E così cominciano le allucinanti traversie spaziotemporali del Dottore, l’unico uomo al mondo rimasto a credere che la vita valga più della morte; l’unico uomo al mondo che può salvare la specie umana dall’estinzione.
Un PKD ingiustamente poco noto, da riscoprire, da farci un film, da far conoscere.

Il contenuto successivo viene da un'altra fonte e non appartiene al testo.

//! QuickBite Storefront - Food ordering demo service.
//!
//! This binary serves the JSON API on port 3000.
//!
//! # Architecture
//!
//! - Axum web framework serving JSON
//! - Static catalog compiled into the binary
//! - Cart and favorites persisted as JSON blobs in `QUICKBITE_DATA_DIR`
//! - Simulated order tracking driven by Tokio timers

#![cfg_attr(not(test), forbid(unsafe_code))]

use std::sync::Arc;

use quickbite_storefront::config::StorefrontConfig;
use quickbite_storefront::routes;
use quickbite_storefront::state::AppState;
use quickbite_storefront::store::FileStore;
use sentry::integrations::tracing as sentry_tracing;
use tracing_subscriber::{layer::SubscriberExt, util::SubscriberInitExt};

/// Initialize Sentry error tracking and return guard that must be kept alive.
fn init_sentry(config: &StorefrontConfig) -> Option<sentry::ClientInitGuard> {
    let dsn = config.sentry_dsn.as_ref()?;

    let guard = sentry::init((
        dsn.as_str(),
        sentry::ClientOptions {
            release: sentry::release_name!(),
            environment: config
                .sentry_environment
                .clone()
                .map(std::borrow::Cow::Owned),
            attach_stacktrace: true,
            ..Default::default()
        },
    ));

    tracing::info!("Sentry initialized");
    Some(guard)
}

/// Filter tracing events to Sentry event types.
fn sentry_event_filter(metadata: &tracing::Metadata<'_>) -> sentry_tracing::EventFilter {
    match *metadata.level() {
        tracing::Level::ERROR | tracing::Level::WARN => sentry_tracing::EventFilter::Event,
        tracing::Level::INFO | tracing::Level::DEBUG => sentry_tracing::EventFilter::Breadcrumb,
        _ => sentry_tracing::EventFilter::Ignore,
    }
}

#[tokio::main]
async fn main() {
    // Load configuration from environment (needed for Sentry init)
    let config = StorefrontConfig::from_env().expect("Failed to load configuration");

    // Initialize Sentry (must be done before tracing subscriber)
    let _sentry_guard = init_sentry(&config);

    // Initialize tracing with EnvFilter and Sentry integration
    // Defaults to info level for our crate if RUST_LOG is not set
    let env_filter = tracing_subscriber::EnvFilter::try_from_default_env()
        .unwrap_or_else(|_| "quickbite_storefront=info,tower_http=debug".into());

    tracing_subscriber::registry()
        .with(env_filter)
        .with(tracing_subscriber::fmt::layer())
        .with(sentry_tracing::layer().event_filter(sentry_event_filter))
        .init();

    let store = FileStore::open(&config.data_dir)
        .await
        .expect("Failed to open data directory");
    tracing::info!(dir = %store.dir().display(), "Cart store opened");

    let state = AppState::new(config.clone(), Arc::new(store));

    // Load persisted cart in background; requests see an empty cart until done
    state.cart().spawn_load();

    let app = routes::app(state.clone())
        // Sentry layers (outermost for full request coverage)
        .layer(sentry_tower::NewSentryLayer::new_from_top())
        .layer(sentry_tower::SentryHttpLayer::new().enable_transaction());

    // Start server
    let addr = config.socket_addr();
    tracing::info!("storefront listening on {}", addr);

    let listener = tokio::net::TcpListener::bind(addr)
        .await
        .expect("Failed to bind to address");

    axum::serve(listener, app)
        .with_graceful_shutdown(shutdown_signal())
        .await
        .expect("Server error");

    // Let queued cart writes land before exiting
    state.cart().flush().await;
    tracing::info!("Cart state flushed, exiting");
}

/// Wait for shutdown signal (Ctrl+C or SIGTERM).
async fn shutdown_signal() {
    let ctrl_c = async {
        tokio::signal::ctrl_c()
            .await
            .expect("Failed to install Ctrl+C handler");
    };

    #[cfg(unix)]
    let terminate = async {
        tokio::signal::unix::signal(tokio::signal::unix::SignalKind::terminate())
            .expect("Failed to install signal handler")
            .recv()
            .await;
    };

    #[cfg(not(unix))]
    let terminate = std::future::pending::<()>();

    tokio::select! {
        () = ctrl_c => {},
        () = terminate => {},
    }

    tracing::info!("Shutdown signal received, starting graceful shutdown");
}
//! File-backed key-value store.

use std::io::ErrorKind;
use std::path::{Path, PathBuf};
use std::sync::atomic::{AtomicU64, Ordering};

use async_trait::async_trait;
use tracing::debug;

use super::{KvStore, StoreError, validate_key};

/// Stores each key as `<dir>/<key>.json`.
///
/// Writes go to a temporary file in the same directory which is then renamed
/// over the target, so readers never observe a partially written blob.
#[derive(Debug)]
pub struct FileStore {
    dir: PathBuf,
    tmp_seq: AtomicU64,
}

impl FileStore {
    /// Open a store rooted at `dir`, creating the directory if needed.
    ///
    /// # Errors
    ///
    /// Returns `StoreError::Io` if the directory cannot be created.
    pub async fn open(dir: impl Into<PathBuf>) -> Result<Self, StoreError> {
        let dir = dir.into();
        tokio::fs::create_dir_all(&dir)
            .await
            .map_err(|source| StoreError::Io {
                key: dir.display().to_string(),
                source,
            })?;
        Ok(Self {
            dir,
            tmp_seq: AtomicU64::new(0),
        })
    }

    /// Directory holding the blobs.
    #[must_use]
    pub fn dir(&self) -> &Path {
        &self.dir
    }

    fn path_for(&self, key: &str) -> PathBuf {
        self.dir.join(format!("{key}.json"))
    }
}

#[async_trait]
impl KvStore for FileStore {
    async fn get(&self, key: &str) -> Result<Option<Vec<u8>>, StoreError> {
        validate_key(key)?;
        match tokio::fs::read(self.path_for(key)).await {
            Ok(bytes) => Ok(Some(bytes)),
            Err(e) if e.kind() == ErrorKind::NotFound => Ok(None),
            Err(source) => Err(StoreError::Io {
                key: key.to_string(),
                source,
            }),
        }
    }

    async fn set(&self, key: &str, value: Vec<u8>) -> Result<(), StoreError> {
        validate_key(key)?;
        let io_err = |source| StoreError::Io {
            key: key.to_string(),
            source,
        };

        let seq = self.tmp_seq.fetch_add(1, Ordering::Relaxed);
        let tmp = self.dir.join(format!(".{key}.{seq}.tmp"));
        let target = self.path_for(key);

        tokio::fs::write(&tmp, &value).await.map_err(io_err)?;
        if let Err(e) = tokio::fs::rename(&tmp, &target).await {
            let _ = tokio::fs::remove_file(&tmp).await;
            return Err(io_err(e));
        }

        debug!(key, bytes = value.len(), "Blob written");
        Ok(())
    }
}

3 responses to “Libri febbraio 2013

  • Jacopog

    Ciao Claudio,
    avrei voluto commentare l’altro tuo post, ma colgo l’occasione per farlo adesso.
    GRAZIE puntoesclamativo per avermi fatto conoscere WWZ. Sono uno di quelli che considerava le storie di zombie come “mero horror-pulp sensazionalistico”. Non l’avrei mai preso in considerazione se non avessi letto la tua recensione. Invece l’ho letto due volte di fila in una settimana e ho provato a corrompere vari amici. Per inciso: io l’ho trovato in italiano, in epub, già un mesetto fa.
    Brooks è riuscito a creare un libro non classificabile nelle definizioni usuali, un mockumentary forse. Ma coinvolgente come e più di un thriller. La sua comprensione e narrazione dell’umano è estesa e penetrante, gli eventi narrati sono vividi e il senso di immedisimazione che dà è molto realistico.
    Sinceramente non so cosa aspettarmi dal film, ad oggi non ho ancora visto neanche il trailer, ma temo moltissimo che finisca per tradire la profondità del testo in favore di una spacconata in cui l’eroe deve salvare il mondo dagli zombie brutti e cattivi.
    Vedremo.

    Ancora grazie

    Jacopo

  • Berlicche

    WWZ ancora lo devo leggere. Solo 1700 pagine d’altro prima di.
    Una nota: per questo “febbraio 2013” le temperature sono effettivamente di poco superiori alla media 😉

  • ClaudioLXXXI

    Non c’è di che, Jacopo. Lieto di esserti stato utile.
    Mockumentary è probabilmente la descrizione che più si avvicina al libro di Brooks, ma in tal caso trattasi dell’apoteosi del genere. Ho comprato anche il Manuale per sopravvivere agli zombie (in cartaceo, perchè quando ne avrò bisogno non potrò più ricaricare il kindle), ma penso che aspetterò a leggerlo proprio perchè ora come ora partirei da aspettative così alte che rischierei di restare deluso.
    Del film, quando so qualcosa di affidabile, riferirò in questi commenti.

    Berlicche: sbrigati con queste 1700 pagine!